**To do**
The data below is to be output in full, unchanged.

Data excerpts START

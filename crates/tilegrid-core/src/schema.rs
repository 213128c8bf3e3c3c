//! Persisted tile and item schemas.
//!
//! On disk a schema is `{ "tilesSchema": [...], "itemsSchema": [...] }` where
//! every entry is `[row, col]` for a painted cell or `[]` for an empty one,
//! laid out row-major (`index = row * columns + col`).

use crate::cell::{Slot, SpriteCoord};
use crate::storage::{KeyValueStore, StorageError};
use serde::{Deserialize, Serialize};
use thiserror::Error;

/// Schema errors.
#[derive(Debug, Error)]
pub enum SchemaError {
    #[error("Corrupt schema under '{key}': {reason}")]
    Corrupt { key: String, reason: String },
    #[error("Schema has {found} {layer} entries, expected {expected}")]
    LengthMismatch {
        layer: &'static str,
        expected: usize,
        found: usize,
    },
    #[error("Invalid {layer} entry at index {index}: expected [] or [row, col]")]
    InvalidSlot { layer: &'static str, index: usize },
    #[error(transparent)]
    Storage(#[from] StorageError),
}

/// Result type for schema operations.
pub type SchemaResult<T> = Result<T, SchemaError>;

#[derive(Serialize, Deserialize)]
#[serde(rename_all = "camelCase")]
struct SchemaRepr {
    tiles_schema: Vec<Vec<u32>>,
    items_schema: Vec<Vec<u32>>,
}

fn slot_to_repr(slot: &Slot) -> Vec<u32> {
    match slot {
        Some(coord) => vec![coord.row, coord.col],
        None => Vec::new(),
    }
}

fn slots_from_repr(layer: &'static str, entries: Vec<Vec<u32>>) -> SchemaResult<Vec<Slot>> {
    entries
        .into_iter()
        .enumerate()
        .map(|(index, entry)| match entry.as_slice() {
            [] => Ok(None),
            [row, col] => Ok(Some(SpriteCoord::new(*row, *col))),
            _ => Err(SchemaError::InvalidSlot { layer, index }),
        })
        .collect()
}

/// Flat, row-major tile and item content of a grid.
#[derive(Debug, Clone, PartialEq, Eq, Default)]
pub struct Schema {
    pub tiles: Vec<Slot>,
    pub items: Vec<Slot>,
}

impl Schema {
    /// Schema of `len` empty cells.
    pub fn empty(len: usize) -> Self {
        Self {
            tiles: vec![None; len],
            items: vec![None; len],
        }
    }

    /// True when no cell is painted on either layer.
    pub fn is_blank(&self) -> bool {
        self.tiles.iter().chain(&self.items).all(Option::is_none)
    }

    /// Check that both layers hold exactly `len` entries.
    pub fn validate_len(&self, len: usize) -> SchemaResult<()> {
        for (layer, found) in [("tile", self.tiles.len()), ("item", self.items.len())] {
            if found != len {
                return Err(SchemaError::LengthMismatch {
                    layer,
                    expected: len,
                    found,
                });
            }
        }
        Ok(())
    }

    /// Serialize to the on-disk JSON shape.
    pub fn to_json(&self) -> Result<String, serde_json::Error> {
        serde_json::to_string(&SchemaRepr {
            tiles_schema: self.tiles.iter().map(slot_to_repr).collect(),
            items_schema: self.items.iter().map(slot_to_repr).collect(),
        })
    }

    /// Parse the on-disk JSON shape. `key` only labels errors.
    pub fn from_json(key: &str, json: &str) -> SchemaResult<Self> {
        let repr: SchemaRepr = serde_json::from_str(json).map_err(|e| SchemaError::Corrupt {
            key: key.to_string(),
            reason: e.to_string(),
        })?;
        Ok(Self {
            tiles: slots_from_repr("tile", repr.tiles_schema)?,
            items: slots_from_repr("item", repr.items_schema)?,
        })
    }

    /// Load the schema stored under `key` for a grid of `len` cells.
    ///
    /// Returns `Ok(None)` when nothing usable is stored yet: the key is absent,
    /// or either layer is empty. A stored document that fails to parse or has
    /// the wrong length is an error, never a partial grid.
    pub fn load(store: &dyn KeyValueStore, key: &str, len: usize) -> SchemaResult<Option<Self>> {
        let Some(json) = store.get(key)? else {
            log::debug!("No schema stored under '{}'", key);
            return Ok(None);
        };

        let schema = Self::from_json(key, &json)?;
        if schema.tiles.is_empty() || schema.items.is_empty() {
            log::debug!("Schema under '{}' is empty", key);
            return Ok(None);
        }

        schema.validate_len(len)?;
        Ok(Some(schema))
    }

    /// Store the schema under `key`.
    pub fn save(&self, store: &dyn KeyValueStore, key: &str) -> SchemaResult<()> {
        let json = self
            .to_json()
            .map_err(|e| StorageError::Serialization(e.to_string()))?;
        store.set(key, &json)?;
        Ok(())
    }
}

#[cfg(test)]
mod tests {
    use super::*;
    use crate::storage::MemoryStorage;

    #[test]
    fn test_json_shape() {
        let schema = Schema {
            tiles: vec![None, Some(SpriteCoord::new(0, 3))],
            items: vec![Some(SpriteCoord::new(1, 1)), None],
        };
        assert_eq!(
            schema.to_json().unwrap(),
            r#"{"tilesSchema":[[],[0,3]],"itemsSchema":[[1,1],[]]}"#
        );
    }

    #[test]
    fn test_from_json() {
        let schema = Schema::from_json("k", r#"{"tilesSchema":[[2,5],[]],"itemsSchema":[[],[]]}"#)
            .unwrap();
        assert_eq!(schema.tiles, vec![Some(SpriteCoord::new(2, 5)), None]);
        assert_eq!(schema.items, vec![None, None]);
    }

    #[test]
    fn test_malformed_json_is_corrupt() {
        let err = Schema::from_json("map", "{not json").unwrap_err();
        assert!(matches!(err, SchemaError::Corrupt { ref key, .. } if key == "map"));

        let err = Schema::from_json("map", r#"{"tilesSchema":[]}"#).unwrap_err();
        assert!(matches!(err, SchemaError::Corrupt { .. }));
    }

    #[test]
    fn test_wrong_entry_shape_is_invalid() {
        let err = Schema::from_json("k", r#"{"tilesSchema":[[1]],"itemsSchema":[[]]}"#)
            .unwrap_err();
        assert!(matches!(err, SchemaError::InvalidSlot { layer: "tile", index: 0 }));
    }

    #[test]
    fn test_load_absent_key() {
        let store = MemoryStorage::new();
        assert!(Schema::load(&store, "map", 4).unwrap().is_none());
    }

    #[test]
    fn test_load_blank_document() {
        let store = MemoryStorage::new();
        store.set("map", r#"{"tilesSchema":[],"itemsSchema":[]}"#).unwrap();
        assert!(Schema::load(&store, "map", 4).unwrap().is_none());

        store.set("map", r#"{"tilesSchema":[],"itemsSchema":[[],[],[],[]]}"#).unwrap();
        assert!(Schema::load(&store, "map", 4).unwrap().is_none());
    }

    #[test]
    fn test_load_wrong_length() {
        let store = MemoryStorage::new();
        Schema::empty(3).save(&store, "map").unwrap();
        let err = Schema::load(&store, "map", 4).unwrap_err();
        assert!(matches!(
            err,
            SchemaError::LengthMismatch { expected: 4, found: 3, .. }
        ));
    }

    #[test]
    fn test_save_then_load() {
        let store = MemoryStorage::new();
        let mut schema = Schema::empty(4);
        schema.tiles[2] = Some(SpriteCoord::new(1, 0));
        schema.save(&store, "map").unwrap();

        let loaded = Schema::load(&store, "map", 4).unwrap().unwrap();
        assert_eq!(loaded, schema);
    }
}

Data excerpts END

**Your response**
filename crates/tilegrid-core/src/schema.rs
repository 213128c8bf3e3c3c
//! Persisted tile and item schemas.
//!
//! On disk a schema is `{ "tilesSchema": [...], "itemsSchema": [...] }` where
//! every entry is `[row, col]` for a painted cell or `[]` for an empty one,
//! laid out row-major (`index = row * columns + col`).

use crate::cell::{Slot, SpriteCoord};
use crate::storage::{KeyValueStore, StorageError};
use serde::{Deserialize, Serialize};
use thiserror::Error;

/// Schema errors.
#[derive(Debug, Error)]
pub enum SchemaError {
    #[error("Corrupt schema under '{key}': {reason}")]
    Corrupt { key: String, reason: String },
    #[error("Schema has {found} {layer} entries, expected {expected}")]
    LengthMismatch {
        layer: &'static str,
        expected: usize,
        found: usize,
    },
    #[error("Invalid {layer} entry at index {index}: expected [] or [row, col]")]
    InvalidSlot { layer: &'static str, index: usize },
    #[error(transparent)]
    Storage(#[from] StorageError),
}

/// Result type for schema operations.
pub type SchemaResult<T> = Result<T, SchemaError>;

#[derive(Serialize, Deserialize)]
#[serde(rename_all = "camelCase")]
struct SchemaRepr {
    tiles_schema: Vec<Vec<u32>>,
    items_schema: Vec<Vec<u32>>,
}

fn slot_to_repr(slot: &Slot) -> Vec<u32> {
    match slot {
        Some(coord) => vec![coord.row, coord.col],
        None => Vec::new(),
    }
}

fn slots_from_repr(layer: &'static str, entries: Vec<Vec<u32>>) -> SchemaResult<Vec<Slot>> {
    entries
        .into_iter()
        .enumerate()
        .map(|(index, entry)| match entry.as_slice() {
            [] => Ok(None),
            [row, col] => Ok(Some(SpriteCoord::new(*row, *col))),
            _ => Err(SchemaError::InvalidSlot { layer, index }),
        })
        .collect()
}

/// Flat, row-major tile and item content of a grid.
#[derive(Debug, Clone, PartialEq, Eq, Default)]
pub struct Schema {
    pub tiles: Vec<Slot>,
    pub items: Vec<Slot>,
}

impl Schema {
    /// Schema of `len` empty cells.
    pub fn empty(len: usize) -> Self {
        Self {
            tiles: vec![None; len],
            items: vec![None; len],
        }
    }

    /// True when no cell is painted on either layer.
    pub fn is_blank(&self) -> bool {
        self.tiles.iter().chain(&self.items).all(Option::is_none)
    }

    /// Check that both layers hold exactly `len` entries.
    pub fn validate_len(&self, len: usize) -> SchemaResult<()> {
        for (layer, found) in [("tile", self.tiles.len()), ("item", self.items.len())] {
            if found != len {
                return Err(SchemaError::LengthMismatch {
                    layer,
                    expected: len,
                    found,
                });
            }
        }
        Ok(())
    }

    /// Serialize to the on-disk JSON shape.
    pub fn to_json(&self) -> Result<String, serde_json::Error> {
        serde_json::to_string(&SchemaRepr {
            tiles_schema: self.tiles.iter().map(slot_to_repr).collect(),
            items_schema: self.items.iter().map(slot_to_repr).collect(),
        })
    }

    /// Parse the on-disk JSON shape. `key` only labels errors.
    pub fn from_json(key: &str, json: &str) -> SchemaResult<Self> {
        let repr: SchemaRepr = serde_json::from_str(json).map_err(|e| SchemaError::Corrupt {
            key: key.to_string(),
            reason: e.to_string(),
        })?;
        Ok(Self {
            tiles: slots_from_repr("tile", repr.tiles_schema)?,
            items: slots_from_repr("item", repr.items_schema)?,
        })
    }

    /// Load the schema stored under `key` for a grid of `len` cells.
    ///
    /// Returns `Ok(None)` when nothing usable is stored yet: the key is absent,
    /// or either layer is empty. A stored document that fails to parse or has
    /// the wrong length is an error, never a partial grid.
    pub fn load(store: &dyn KeyValueStore, key: &str, len: usize) -> SchemaResult<Option<Self>> {
        let Some(json) = store.get(key)? else {
            log::debug!("No schema stored under '{}'", key);
            return Ok(None);
        };

        let schema = Self::from_json(key, &json)?;
        if schema.tiles.is_empty() || schema.items.is_empty() {
            log::debug!("Schema under '{}' is empty", key);
            return Ok(None);
        }

        schema.validate_len(len)?;
        Ok(Some(schema))
    }

    /// Store the schema under `key`.
    pub fn save(&self, store: &dyn KeyValueStore, key: &str) -> SchemaResult<()> {
        let json = self
            .to_json()
            .map_err(|e| StorageError::Serialization(e.to_string()))?;
        store.set(key, &json)?;
        Ok(())
    }
}

#[cfg(test)]
mod tests {
    use super::*;
    use crate::storage::MemoryStorage;

    #[test]
    fn test_json_shape() {
        let schema = Schema {
            tiles: vec![None, Some(SpriteCoord::new(0, 3))],
            items: vec![Some(SpriteCoord::new(1, 1)), None],
        };
        assert_eq!(
            schema.to_json().unwrap(),
            r#"{"tilesSchema":[[],[0,3]],"itemsSchema":[[1,1],[]]}"#
        );
    }

    #[test]
    fn test_from_json() {
        let schema = Schema::from_json("k", r#"{"tilesSchema":[[2,5],[]],"itemsSchema":[[],[]]}"#)
            .unwrap();
        assert_eq!(schema.tiles, vec![Some(SpriteCoord::new(2, 5)), None]);
        assert_eq!(schema.items, vec![None, None]);
    }

    #[test]
    fn test_malformed_json_is_corrupt() {
        let err = Schema::from_json("map", "{not json").unwrap_err();
        assert!(matches!(err, SchemaError::Corrupt { ref key, .. } if key == "map"));

        let err = Schema::from_json("map", r#"{"tilesSchema":[]}"#).unwrap_err();
        assert!(matches!(err, SchemaError::Corrupt { .. }));
    }

    #[test]
    fn test_wrong_entry_shape_is_invalid() {
        let err = Schema::from_json("k", r#"{"tilesSchema":[[1]],"itemsSchema":[[]]}"#)
            .unwrap_err();
        assert!(matches!(err, SchemaError::InvalidSlot { layer: "tile", index: 0 }));
    }

    #[test]
    fn test_load_absent_key() {
        let store = MemoryStorage::new();
        assert!(Schema::load(&store, "map", 4).unwrap().is_none());
    }

    #[test]
    fn test_load_blank_document() {
        let store = MemoryStorage::new();
        store.set("map", r#"{"tilesSchema":[],"itemsSchema":[]}"#).unwrap();
        assert!(Schema::load(&store, "map", 4).unwrap().is_none());

        store.set("map", r#"{"tilesSchema":[],"itemsSchema":[[],[],[],[]]}"#).unwrap();
        assert!(Schema::load(&store, "map", 4).unwrap().is_none());
    }

    #[test]
    fn test_load_wrong_length() {
        let store = MemoryStorage::new();
        Schema::empty(3).save(&store, "map").unwrap();
        let err = Schema::load(&store, "map", 4).unwrap_err();
        assert!(matches!(
            err,
            SchemaError::LengthMismatch { expected: 4, found: 3, .. }
        ));
    }

    #[test]
    fn test_save_then_load() {
        let store = MemoryStorage::new();
        let mut schema = Schema::empty(4);
        schema.tiles[2] = Some(SpriteCoord::new(1, 0));
        schema.save(&store, "map").unwrap();

        let loaded = Schema::load(&store, "map", 4).unwrap().unwrap();
        assert_eq!(loaded, schema);
    }
}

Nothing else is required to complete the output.